En ce deuxième jour de confinement - au fait, pourquoi ne pas parler de mise en quarantaine de toute une wilaya ?-, la pluie qui a commencé à tomber la veille mardi semble ajouter à la morosité et à la tristesse ambiante une note supplémentaire de ras-le-bol collectif. Ou, peut-être, est-ce pour nous donner l'impression que nous restons chez nous à cause justement de la pluie ? Déjà, et malgré la pluie, nous avons entendu à partir de la deuxième partie de la nuit des machines et des véhicules qui répandaient du désinfectant, en laissant de grandes taches blanches sur le sol que l'eau ruisselante agrandissait puis menait ailleurs, comme pour aider les employés de Mitidja Nadhafa à toucher toutes les parties avec le désinfectant. Dans les maisons, les enfants, enfermés depuis plus d'une semaine se lèvent tôt et commencent à se chamailler en faisant grand bruit. Tous les voisins sont obligés de se lever à cause des chaises renversées, des tables et des lits déplacés et des cris qui se faisaient entendre partout. Le froid a repris sa place saisonnière après les grandes chaleurs que nous avons connues durant les trois derniers mois et on aspire très vite à un croissant (à défaut de Khobz F'tir de notre enfance) et les gens commencent à sortir pour ramener les gâteaux, le pain ou autre chose. Avant de sortir, nous ne pouvons nous empêcher de jeter un coup d'œil pour voir s'il y a des gens dehors, s'il n'y pas de policiers qui nous intimeraient l'ordre de rentrer chez nous.

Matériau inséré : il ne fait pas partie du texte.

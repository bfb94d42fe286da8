//! HTTP request handlers
//!
//! The four message kinds of the system: submit a capture, read the graph,
//! search, update settings. Every response carries a success flag plus a
//! payload or an error string; content-level rejections (skip list, short
//! pages) are successful responses with a "not captured" payload, because
//! they are expected outcomes, not failures.

use axum::{
    extract::State,
    response::Json,
    routing::{get, post, put},
    Router as AxumRouter,
};
use serde::{Deserialize, Serialize};
use std::collections::HashSet;
use std::sync::{Arc, Mutex};
use tracing::warn;
use trellis_analysis::{Analyst, QueryExpansion};
use trellis_capture::{capture_page, CaptureConfig};
use trellis_domain::traits::{GraphSnapshot, GraphStore, SearchHit};
use trellis_domain::Settings;
use trellis_pipeline::{IngestOutcome, Pipeline};
use trellis_store::{SqliteStore, SEARCH_RESULT_CAP};

/// Shared application state.
#[derive(Clone)]
pub struct AppState {
    /// The graph store, shared with the pipeline
    pub store: Arc<Mutex<SqliteStore>>,
    /// The ingestion pipeline
    pub pipeline: Arc<Pipeline<SqliteStore>>,
    /// The analysis client, for query expansion
    pub analyst: Arc<Analyst>,
    /// Base capture configuration; user skip-domains are merged in per request
    pub capture_config: Arc<CaptureConfig>,
}

/// Uniform response envelope: success flag plus payload-or-error.
#[derive(Debug, Serialize)]
pub struct ApiResponse<T: Serialize> {
    /// Whether the request took effect
    pub success: bool,
    /// Payload, present on success
    #[serde(skip_serializing_if = "Option::is_none")]
    pub data: Option<T>,
    /// Error string, present on failure
    #[serde(skip_serializing_if = "Option::is_none")]
    pub error: Option<String>,
}

impl<T: Serialize> ApiResponse<T> {
    fn ok(data: T) -> Json<Self> {
        Json(Self {
            success: true,
            data: Some(data),
            error: None,
        })
    }

    fn err(message: impl Into<String>) -> Json<Self> {
        Json(Self {
            success: false,
            data: None,
            error: Some(message.into()),
        })
    }
}

/// A capture submission.
#[derive(Debug, Deserialize)]
pub struct CaptureRequest {
    /// Page URL
    pub url: String,
    /// Raw page HTML
    pub html: String,
}

/// Outcome payload of a capture submission.
#[derive(Debug, Serialize)]
#[serde(untagged)]
pub enum CaptureData {
    /// The page was rejected before analysis; an expected outcome
    Rejected {
        /// Always "not_captured"
        outcome: &'static str,
        /// Human-readable rejection reason
        reason: String,
    },
    /// The pipeline ran; see the outcome
    Pipeline(IngestOutcome),
}

/// A search request.
#[derive(Debug, Deserialize)]
pub struct SearchRequest {
    /// Query text
    pub query: String,
    /// Widen the query through the analysis model first
    #[serde(default)]
    pub expand: bool,
}

/// Search results plus the expansion that produced them, if any.
#[derive(Debug, Serialize)]
pub struct SearchResults {
    /// Matching archive records, newest first
    pub hits: Vec<SearchHit>,
    /// The query expansion used, when requested
    #[serde(skip_serializing_if = "Option::is_none")]
    pub expansion: Option<QueryExpansion>,
}

/// Health check response.
#[derive(Debug, Serialize)]
pub struct HealthResponse {
    /// Always "ok" while the process is serving
    pub status: &'static str,
}

/// POST /api/capture - run capture + ingestion for a submitted page.
async fn capture(
    State(state): State<AppState>,
    Json(request): Json<CaptureRequest>,
) -> Json<ApiResponse<CaptureData>> {
    // Merge the user's skip list into the base capture config.
    let config = {
        let store = match state.store.lock() {
            Ok(store) => store,
            Err(e) => return ApiResponse::err(format!("store unavailable: {}", e)),
        };
        let settings = match store.load_settings() {
            Ok(settings) => settings,
            Err(e) => return ApiResponse::err(format!("settings unavailable: {}", e)),
        };
        let mut config = (*state.capture_config).clone();
        config.skip_domains.extend(settings.skip_domains);
        config
    };

    let captured = match capture_page(&request.url, &request.html, &config) {
        Ok(captured) => captured,
        Err(rejection) => {
            return ApiResponse::ok(CaptureData::Rejected {
                outcome: "not_captured",
                reason: rejection.to_string(),
            })
        }
    };

    match state.pipeline.ingest(captured).await {
        Ok(IngestOutcome::AnalysisUnavailable) => ApiResponse::err("analysis unavailable"),
        Ok(outcome) => ApiResponse::ok(CaptureData::Pipeline(outcome)),
        Err(e) => {
            warn!("ingestion failed: {}", e);
            ApiResponse::err(e.to_string())
        }
    }
}

/// GET /api/graph - full graph snapshot.
async fn graph(State(state): State<AppState>) -> Json<ApiResponse<GraphSnapshot>> {
    let store = match state.store.lock() {
        Ok(store) => store,
        Err(e) => return ApiResponse::err(format!("store unavailable: {}", e)),
    };
    match store.graph_snapshot() {
        Ok(snapshot) => ApiResponse::ok(snapshot),
        Err(e) => ApiResponse::err(e.to_string()),
    }
}

/// POST /api/search - substring search, optionally widened by the model.
async fn search(
    State(state): State<AppState>,
    Json(request): Json<SearchRequest>,
) -> Json<ApiResponse<SearchResults>> {
    let expansion = if request.expand {
        Some(state.analyst.expand_query(&request.query).await)
    } else {
        None
    };

    let mut queries = vec![request.query.clone()];
    if let Some(expansion) = &expansion {
        queries.extend(expansion.variations.iter().cloned());
        queries.extend(expansion.related_concepts.iter().cloned());
    }

    let store = match state.store.lock() {
        Ok(store) => store,
        Err(e) => return ApiResponse::err(format!("store unavailable: {}", e)),
    };

    let mut seen = HashSet::new();
    let mut hits = Vec::new();
    for query in &queries {
        match store.search_content(query) {
            Ok(results) => {
                for hit in results {
                    if seen.insert(hit.id.clone()) {
                        hits.push(hit);
                    }
                }
            }
            Err(e) => return ApiResponse::err(e.to_string()),
        }
    }
    hits.sort_by(|a, b| b.captured_at.cmp(&a.captured_at));
    hits.truncate(SEARCH_RESULT_CAP);

    ApiResponse::ok(SearchResults { hits, expansion })
}

/// PUT /api/settings - validated read-modify-write of the settings record.
async fn update_settings(
    State(state): State<AppState>,
    Json(settings): Json<Settings>,
) -> Json<ApiResponse<Settings>> {
    if let Err(e) = settings.validate() {
        return ApiResponse::err(e.to_string());
    }

    let mut store = match state.store.lock() {
        Ok(store) => store,
        Err(e) => return ApiResponse::err(format!("store unavailable: {}", e)),
    };
    match store.save_settings(&settings) {
        Ok(()) => ApiResponse::ok(settings),
        Err(e) => ApiResponse::err(e.to_string()),
    }
}

/// GET /health - liveness probe.
async fn health() -> Json<HealthResponse> {
    Json(HealthResponse { status: "ok" })
}

/// Create the axum router with all routes.
pub fn create_router(state: AppState) -> AxumRouter {
    AxumRouter::new()
        .route("/api/capture", post(capture))
        .route("/api/graph", get(graph))
        .route("/api/search", post(search))
        .route("/api/settings", put(update_settings))
        .route("/health", get(health))
        .with_state(state)
}

#[cfg(test)]
mod tests {
    use super::*;
    use axum::body::Body;
    use axum::http::{header, Request, StatusCode};
    use tower::ServiceExt; // for oneshot
    use trellis_analysis::AnalysisConfig;
    use trellis_llm::MockModel;

    const ANALYSIS_JSON: &str = r#"{
        "concepts": ["Knowledge Graphs"],
        "summary": "A page about graphs.",
        "contentType": "article",
        "mainTopic": "graphs",
        "relatedTopics": [],
        "confidence": 0.9
    }"#;

    fn test_state(model: MockModel) -> AppState {
        let store = Arc::new(Mutex::new(SqliteStore::new(":memory:").unwrap()));
        let mut config = AnalysisConfig::default();
        config.min_call_interval_ms = 1;
        let analyst = Arc::new(Analyst::new(Arc::new(model), config));
        AppState {
            store: store.clone(),
            pipeline: Arc::new(Pipeline::new(store, analyst.clone())),
            analyst,
            capture_config: Arc::new(CaptureConfig::default()),
        }
    }

    fn article_html() -> String {
        let body = "The study of knowledge graphs has grown steadily, and the \
            tools for building them have matured with it. A graph that grows \
            as the reader browses is a different thing from one built in a \
            batch, and it rewards different design choices. "
            .repeat(3);
        format!(
            "<html><head><title>Graphs</title></head><body><article><p>{}</p></article></body></html>",
            body
        )
    }

    async fn send(app: AxumRouter, request: Request<Body>) -> (StatusCode, serde_json::Value) {
        let response = app.oneshot(request).await.unwrap();
        let status = response.status();
        let bytes = axum::body::to_bytes(response.into_body(), usize::MAX)
            .await
            .unwrap();
        let json = serde_json::from_slice(&bytes).unwrap();
        (status, json)
    }

    fn json_request(method: &str, uri: &str, body: serde_json::Value) -> Request<Body> {
        Request::builder()
            .method(method)
            .uri(uri)
            .header(header::CONTENT_TYPE, "application/json")
            .body(Body::from(body.to_string()))
            .unwrap()
    }

    #[tokio::test]
    async fn test_health() {
        let app = create_router(test_state(MockModel::default()));
        let (status, json) = send(
            app,
            Request::builder().uri("/health").body(Body::empty()).unwrap(),
        )
        .await;
        assert_eq!(status, StatusCode::OK);
        assert_eq!(json["status"], "ok");
    }

    #[tokio::test]
    async fn test_capture_then_graph() {
        let app = create_router(test_state(MockModel::new(ANALYSIS_JSON)));

        let (status, json) = send(
            app.clone(),
            json_request(
                "POST",
                "/api/capture",
                serde_json::json!({"url": "https://example.com/a", "html": article_html()}),
            ),
        )
        .await;
        assert_eq!(status, StatusCode::OK);
        assert_eq!(json["success"], true);
        assert_eq!(json["data"]["outcome"], "ingested");

        let (_, json) = send(
            app,
            Request::builder()
                .uri("/api/graph")
                .body(Body::empty())
                .unwrap(),
        )
        .await;
        assert_eq!(json["success"], true);
        // 1 page + 1 concept node.
        assert_eq!(json["data"]["nodes"].as_array().unwrap().len(), 2);
        assert_eq!(json["data"]["edges"].as_array().unwrap().len(), 1);
    }

    #[tokio::test]
    async fn test_capture_skip_domain_is_not_an_error() {
        let app = create_router(test_state(MockModel::new(ANALYSIS_JSON)));
        let (status, json) = send(
            app,
            json_request(
                "POST",
                "/api/capture",
                serde_json::json!({"url": "https://youtube.com/watch?v=1", "html": article_html()}),
            ),
        )
        .await;
        assert_eq!(status, StatusCode::OK);
        assert_eq!(json["success"], true);
        assert_eq!(json["data"]["outcome"], "not_captured");
    }

    #[tokio::test]
    async fn test_capture_analysis_failure_is_error_payload() {
        let model = MockModel::default();
        model.add_error("Text to analyze", "service down");
        let app = create_router(test_state(model));

        let (status, json) = send(
            app,
            json_request(
                "POST",
                "/api/capture",
                serde_json::json!({"url": "https://example.com/a", "html": article_html()}),
            ),
        )
        .await;
        assert_eq!(status, StatusCode::OK);
        assert_eq!(json["success"], false);
        assert_eq!(json["error"], "analysis unavailable");
    }

    #[tokio::test]
    async fn test_search_over_ingested_content() {
        let app = create_router(test_state(MockModel::new(ANALYSIS_JSON)));

        send(
            app.clone(),
            json_request(
                "POST",
                "/api/capture",
                serde_json::json!({"url": "https://example.com/a", "html": article_html()}),
            ),
        )
        .await;

        let (_, json) = send(
            app.clone(),
            json_request(
                "POST",
                "/api/search",
                serde_json::json!({"query": "knowledge graphs"}),
            ),
        )
        .await;
        assert_eq!(json["success"], true);
        assert_eq!(json["data"]["hits"].as_array().unwrap().len(), 1);

        let (_, json) = send(
            app,
            json_request(
                "POST",
                "/api/search",
                serde_json::json!({"query": "unrelated topic"}),
            ),
        )
        .await;
        assert_eq!(json["data"]["hits"].as_array().unwrap().len(), 0);
    }

    #[tokio::test]
    async fn test_settings_validation_rejected_at_save() {
        let app = create_router(test_state(MockModel::default()));

        let (status, json) = send(
            app.clone(),
            json_request(
                "PUT",
                "/api/settings",
                serde_json::json!({"api_key": "wrong-prefix-key-123456789"}),
            ),
        )
        .await;
        assert_eq!(status, StatusCode::OK);
        assert_eq!(json["success"], false);
        assert!(json["error"].as_str().unwrap().contains("API key"));

        let (_, json) = send(
            app,
            json_request(
                "PUT",
                "/api/settings",
                serde_json::json!({"api_key": "AIzaValidKey1234567890abc", "min_content_words": 150}),
            ),
        )
        .await;
        assert_eq!(json["success"], true);
        assert_eq!(json["data"]["min_content_words"], 150);
    }

    #[tokio::test]
    async fn test_settings_skip_domains_respected_by_capture() {
        let app = create_router(test_state(MockModel::new(ANALYSIS_JSON)));

        send(
            app.clone(),
            json_request(
                "PUT",
                "/api/settings",
                serde_json::json!({"skip_domains": ["example.com"]}),
            ),
        )
        .await;

        let (_, json) = send(
            app,
            json_request(
                "POST",
                "/api/capture",
                serde_json::json!({"url": "https://example.com/a", "html": article_html()}),
            ),
        )
        .await;
        assert_eq!(json["data"]["outcome"], "not_captured");
    }
}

Une fois dehors, c'est un grand bol d'oxygène qui nous attend, et personne ne songe à utiliser un parapluie pour se couvrir, trop content de sentir la pluie lui mouiller les cheveux et le visage. En milieu de matinée, la circulation automobile devient plus dense en direction et en provenance de la ville, les piétons aussi étaient de plus en plus nombreux, avec des sacs en plastique contenant du pain, des fruits et légumes et des produits de consommation courante. Les marchés couverts sont fermés mais une multitude de marchands proposaient sur les bords des routes et à l'intérieur des quartiers des fruits et des légumes, les buralistes avaient ouvert leurs devantures et on pouvait acheter le journal ou recharger des unités pour le téléphone en toute facilité.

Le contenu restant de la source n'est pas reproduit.